In Britain it is even more complicated, as we have so many options to choose from.

The Labours would give the man the ham sandwich, whilst introducing a new ham sandwich tax and then subtly briefing the newspapers that it is cheese.

The Conservatives would generously give the man the ham sandwich, and a hug, because it might get them elected. After which they would take the ham sandwich back, beat him up and close down the ham sandwich industry.

The Libdems would promise the man the ham sandwich, and promise everybody else in the village one as well, and some pickle.

The Liberals would request a vegetarian option; the BNP would not give the foreigner the ham sandwich, as then they would be able to give every indigenous Briton a free ham sandwich each; the Socialist Workers would set a date to pass a resolution applauding the rights of the man to his ham sandwich; the Greens would be concerned with the rights of the ham sandwich itself; the Scottish Nationalists would give the man two ham sandwiches if only it wasn’t for the English; the Scottish Socialists ditto, deep-fried; the Welsh Nationalists would be able to talk about giving the man a ham sandwich but have no powers to actually do so; the English Nationalists would not hand over the ham sandwich when there are so many more important things to discuss like unsightly wind farms; the Libertarians would do what they liked, but want to know what little overpaid fuck from the state dictated that the filling must be ham; the MEP’s from any party would gladly hand over the ham sandwich, only for it to be subsequently discovered that the sandwich had been paid for five times over and three-quarters of the ham had been eaten.

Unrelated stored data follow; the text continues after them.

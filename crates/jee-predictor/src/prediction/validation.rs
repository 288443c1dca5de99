use super::domain::{MarksInput, PredictionRequest};
use crate::estimation::Category;

#[derive(Debug, Clone, PartialEq, thiserror::Error)]
pub enum PredictionError {
    #[error("{field} marks must be a finite number")]
    NonFiniteMarks { field: &'static str },
    #[error("{field} marks {value} must lie between 0 and {max}")]
    MarksOutOfRange {
        field: &'static str,
        value: f64,
        max: f64,
    },
    #[error("{field} code must not be empty")]
    EmptyCode { field: &'static str },
    #[error("total candidates must be at least 1")]
    ZeroCandidates,
    #[error("no prediction has been made yet")]
    NoBaseline,
}

/// A request that passed [`InputGuard::validate`]; codes are trimmed.
#[derive(Debug, Clone, PartialEq)]
pub struct ValidatedRequest {
    pub marks: MarksInput,
    pub total_marks: f64,
    pub category: Category,
    pub session: Option<String>,
    pub home_state: Option<String>,
    pub total_candidates: Option<u32>,
}

/// Rejects malformed input before any estimation runs.
pub struct InputGuard;

impl InputGuard {
    pub fn validate(request: &PredictionRequest) -> Result<ValidatedRequest, PredictionError> {
        for (field, value, max) in request.marks.fields() {
            if !value.is_finite() {
                return Err(PredictionError::NonFiniteMarks { field });
            }
            if !(0.0..=max).contains(&value) {
                return Err(PredictionError::MarksOutOfRange { field, value, max });
            }
        }

        if request.total_candidates == Some(0) {
            return Err(PredictionError::ZeroCandidates);
        }

        Ok(ValidatedRequest {
            marks: request.marks,
            total_marks: request.marks.total(),
            category: request.category,
            session: non_empty_code(request.session.as_deref(), "session")?,
            home_state: non_empty_code(request.home_state.as_deref(), "home state")?,
            total_candidates: request.total_candidates,
        })
    }
}

fn non_empty_code(
    value: Option<&str>,
    field: &'static str,
) -> Result<Option<String>, PredictionError> {
    match value.map(str::trim) {
        None => Ok(None),
        Some("") => Err(PredictionError::EmptyCode { field }),
        Some(code) => Ok(Some(code.to_string())),
    }
}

I do not know what to make of it all. What I DO know is that the LTLP agreed to go on the Parish Council, when drunk. She was a bit mortified the next day, and there is not yet a vacancy – but posters have already started appearing in Short Tony’s window.

I do not know yet whether she will be our Obama or our McCain; our Palin or our other one. But whatever happens, it is exciting to see the great democracies at work. I will be getting up early to watch the results on my Sky TV. To all our American readers – I wish you all the very best for this momentous day.

52 thoughts on “Election 2008.

  1. Richard says:

    I am reading this in the library and doing many Lols. Luckily it is the kind of library that encourages small children to riot so I’m able to do this without attracting attention.

  2. fumier says:

    Why does LTLP only want to go on the Council when she will be drunk?

  3. JonnyB says:

    Damn – I KNEW somebody would read it like that…

  4. What about the Monster Raving Loony Party? I would like to know their position on this.

  5. JonnyB says:

    Hm. To be quite honest, I couldn’t think of a single interesting or funny thing to say about the Monster Raving Loony Party. I think this is possibly a reflection of their own self-awareness as wacky, crazy guys.

    I also did not mention the Irish ones because I ran out of time, not because I was too scared.

  6. You also forgot the Have Your Say answer: “why do these foreigners come over here looking for handouts and if i gave them the sandwich theywould TAKE ME TO THE COURT OF HUMAN rights becos i violated threi human vegetatrian rights and i would be sued it’s PC gone mad; it’s all Tony Bliar’s fault for conning the sheeple. send him back to WHERE HE was when the aid convoy was handing out the rice that they love so much”

  7. JonnyB says:

    But it is important for people to contribute to the national debate, Shackleford.

    Also I couldn’t think of a UKIP one that wasn’t just a cliche. If any readers (UKIP members or otherwise) would care to contribute then please feel free.

  8. Ole Phat Stu says:

    Palin would give the man the ham sandwich, but only because he is a Muslim 😉

  9. Pat says:

    Would tofu be a safer bet?

  10. Bah! Humbug! They won’t let me vote, you know – just because I’m not a citizen yet. They take my money quick enough tho’. Whatever happened to “No taxation without representation”?

    The Obamabots had a thick sheaf of votes handy, and a bus to drive me around in to use them all, but they wouldn’t let me on. Apparently I’m “the wrong sort of immigrant”. Shouldn’t have asked them if they could drop me off at work after…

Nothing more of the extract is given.